What to work on
The job is to find each line of the records below that includes the word "slot" and copy it.

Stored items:
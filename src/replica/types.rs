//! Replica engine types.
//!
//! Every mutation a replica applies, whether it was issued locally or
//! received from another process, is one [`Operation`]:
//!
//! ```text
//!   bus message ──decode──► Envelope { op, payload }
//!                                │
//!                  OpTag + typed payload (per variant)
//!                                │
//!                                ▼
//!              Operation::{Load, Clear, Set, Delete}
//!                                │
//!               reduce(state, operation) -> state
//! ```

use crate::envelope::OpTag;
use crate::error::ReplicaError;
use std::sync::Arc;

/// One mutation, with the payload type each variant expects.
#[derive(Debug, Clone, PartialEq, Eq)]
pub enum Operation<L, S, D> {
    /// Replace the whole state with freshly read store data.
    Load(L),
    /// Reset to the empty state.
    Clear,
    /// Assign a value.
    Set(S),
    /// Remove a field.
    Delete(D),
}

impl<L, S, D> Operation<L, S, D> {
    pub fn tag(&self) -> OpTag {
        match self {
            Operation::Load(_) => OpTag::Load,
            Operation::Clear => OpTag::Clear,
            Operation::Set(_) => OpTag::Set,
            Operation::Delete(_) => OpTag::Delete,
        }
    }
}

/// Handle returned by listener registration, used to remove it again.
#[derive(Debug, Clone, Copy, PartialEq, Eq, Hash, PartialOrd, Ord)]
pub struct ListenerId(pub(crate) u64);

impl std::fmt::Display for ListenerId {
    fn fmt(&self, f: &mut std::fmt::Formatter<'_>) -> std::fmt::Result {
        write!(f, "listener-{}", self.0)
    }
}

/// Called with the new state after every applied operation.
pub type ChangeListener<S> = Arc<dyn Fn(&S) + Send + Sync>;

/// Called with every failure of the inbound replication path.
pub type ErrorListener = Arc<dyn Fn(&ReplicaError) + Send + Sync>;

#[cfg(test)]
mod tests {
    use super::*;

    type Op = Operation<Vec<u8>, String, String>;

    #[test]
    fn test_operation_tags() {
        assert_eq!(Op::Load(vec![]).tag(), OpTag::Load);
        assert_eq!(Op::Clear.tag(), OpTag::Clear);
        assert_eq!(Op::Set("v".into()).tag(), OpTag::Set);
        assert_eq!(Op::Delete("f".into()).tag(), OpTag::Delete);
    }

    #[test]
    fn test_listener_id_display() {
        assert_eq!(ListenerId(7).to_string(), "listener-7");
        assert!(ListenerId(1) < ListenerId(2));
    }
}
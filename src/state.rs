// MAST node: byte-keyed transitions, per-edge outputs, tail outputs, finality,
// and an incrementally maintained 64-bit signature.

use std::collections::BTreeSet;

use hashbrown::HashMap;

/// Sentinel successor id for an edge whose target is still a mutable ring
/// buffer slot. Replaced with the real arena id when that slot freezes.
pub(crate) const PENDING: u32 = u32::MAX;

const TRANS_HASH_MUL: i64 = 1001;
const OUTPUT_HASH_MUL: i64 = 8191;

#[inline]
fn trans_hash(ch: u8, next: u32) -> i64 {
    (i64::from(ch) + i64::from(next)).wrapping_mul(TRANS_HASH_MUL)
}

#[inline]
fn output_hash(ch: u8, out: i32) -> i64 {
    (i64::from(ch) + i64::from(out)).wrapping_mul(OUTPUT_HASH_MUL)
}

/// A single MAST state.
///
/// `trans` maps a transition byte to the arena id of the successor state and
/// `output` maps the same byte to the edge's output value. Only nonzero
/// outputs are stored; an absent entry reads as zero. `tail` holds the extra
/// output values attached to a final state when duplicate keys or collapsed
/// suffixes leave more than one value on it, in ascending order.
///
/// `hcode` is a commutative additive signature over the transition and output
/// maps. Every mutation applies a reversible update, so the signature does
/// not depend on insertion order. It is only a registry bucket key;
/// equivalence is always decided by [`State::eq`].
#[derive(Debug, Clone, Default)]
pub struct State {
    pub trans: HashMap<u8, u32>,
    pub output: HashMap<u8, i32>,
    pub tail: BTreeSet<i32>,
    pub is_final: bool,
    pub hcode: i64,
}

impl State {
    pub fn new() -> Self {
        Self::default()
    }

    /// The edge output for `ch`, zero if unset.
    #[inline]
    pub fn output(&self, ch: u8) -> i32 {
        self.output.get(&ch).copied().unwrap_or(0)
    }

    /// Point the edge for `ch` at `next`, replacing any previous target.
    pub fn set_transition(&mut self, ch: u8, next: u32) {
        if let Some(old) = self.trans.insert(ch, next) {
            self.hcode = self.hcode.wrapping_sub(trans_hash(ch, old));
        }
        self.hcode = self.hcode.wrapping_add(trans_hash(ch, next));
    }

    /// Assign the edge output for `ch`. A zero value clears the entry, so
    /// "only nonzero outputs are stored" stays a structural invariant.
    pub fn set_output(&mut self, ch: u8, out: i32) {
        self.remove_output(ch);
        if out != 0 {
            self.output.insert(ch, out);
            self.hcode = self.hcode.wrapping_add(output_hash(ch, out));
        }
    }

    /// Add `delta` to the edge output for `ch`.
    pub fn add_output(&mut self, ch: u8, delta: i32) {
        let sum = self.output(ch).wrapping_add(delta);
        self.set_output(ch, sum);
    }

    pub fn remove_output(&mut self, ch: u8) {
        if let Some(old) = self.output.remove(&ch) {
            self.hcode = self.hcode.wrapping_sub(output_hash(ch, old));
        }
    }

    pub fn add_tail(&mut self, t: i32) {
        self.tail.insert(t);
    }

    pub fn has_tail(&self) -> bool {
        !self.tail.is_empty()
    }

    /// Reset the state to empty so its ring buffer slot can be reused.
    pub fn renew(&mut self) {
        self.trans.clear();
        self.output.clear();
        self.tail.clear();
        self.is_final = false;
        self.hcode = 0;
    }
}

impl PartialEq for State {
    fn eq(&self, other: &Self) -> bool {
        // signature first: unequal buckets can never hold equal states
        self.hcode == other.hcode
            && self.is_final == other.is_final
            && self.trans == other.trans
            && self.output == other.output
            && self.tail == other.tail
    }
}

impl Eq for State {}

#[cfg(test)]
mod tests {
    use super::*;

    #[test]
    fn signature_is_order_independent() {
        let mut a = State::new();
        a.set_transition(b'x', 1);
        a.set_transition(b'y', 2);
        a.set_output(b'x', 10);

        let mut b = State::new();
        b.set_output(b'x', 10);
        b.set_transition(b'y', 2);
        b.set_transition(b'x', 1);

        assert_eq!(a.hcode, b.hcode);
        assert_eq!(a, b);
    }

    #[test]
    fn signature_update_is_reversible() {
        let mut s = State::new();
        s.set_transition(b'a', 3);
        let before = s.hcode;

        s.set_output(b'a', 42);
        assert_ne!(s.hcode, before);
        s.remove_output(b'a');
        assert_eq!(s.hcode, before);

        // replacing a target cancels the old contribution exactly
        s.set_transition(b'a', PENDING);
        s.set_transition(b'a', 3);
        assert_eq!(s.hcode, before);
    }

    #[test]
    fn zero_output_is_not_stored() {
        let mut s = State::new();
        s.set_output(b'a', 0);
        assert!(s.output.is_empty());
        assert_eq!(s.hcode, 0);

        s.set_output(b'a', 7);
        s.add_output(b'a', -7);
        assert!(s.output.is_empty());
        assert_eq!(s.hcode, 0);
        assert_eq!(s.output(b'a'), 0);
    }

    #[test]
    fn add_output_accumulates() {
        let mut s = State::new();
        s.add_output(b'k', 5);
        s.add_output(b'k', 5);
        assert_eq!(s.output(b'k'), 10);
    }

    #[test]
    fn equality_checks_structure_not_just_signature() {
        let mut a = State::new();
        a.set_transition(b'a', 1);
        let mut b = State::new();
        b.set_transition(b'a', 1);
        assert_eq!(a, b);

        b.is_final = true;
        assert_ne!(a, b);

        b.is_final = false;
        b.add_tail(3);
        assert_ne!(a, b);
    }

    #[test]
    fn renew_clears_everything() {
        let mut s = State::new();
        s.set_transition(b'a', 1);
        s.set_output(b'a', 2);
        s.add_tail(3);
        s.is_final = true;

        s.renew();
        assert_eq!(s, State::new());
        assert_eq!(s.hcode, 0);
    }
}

Solution for this problem
/// buffer slot. Replaced with the real arena id when that slot freezes.
    /// Reset the state to empty so its ring buffer slot can be reused.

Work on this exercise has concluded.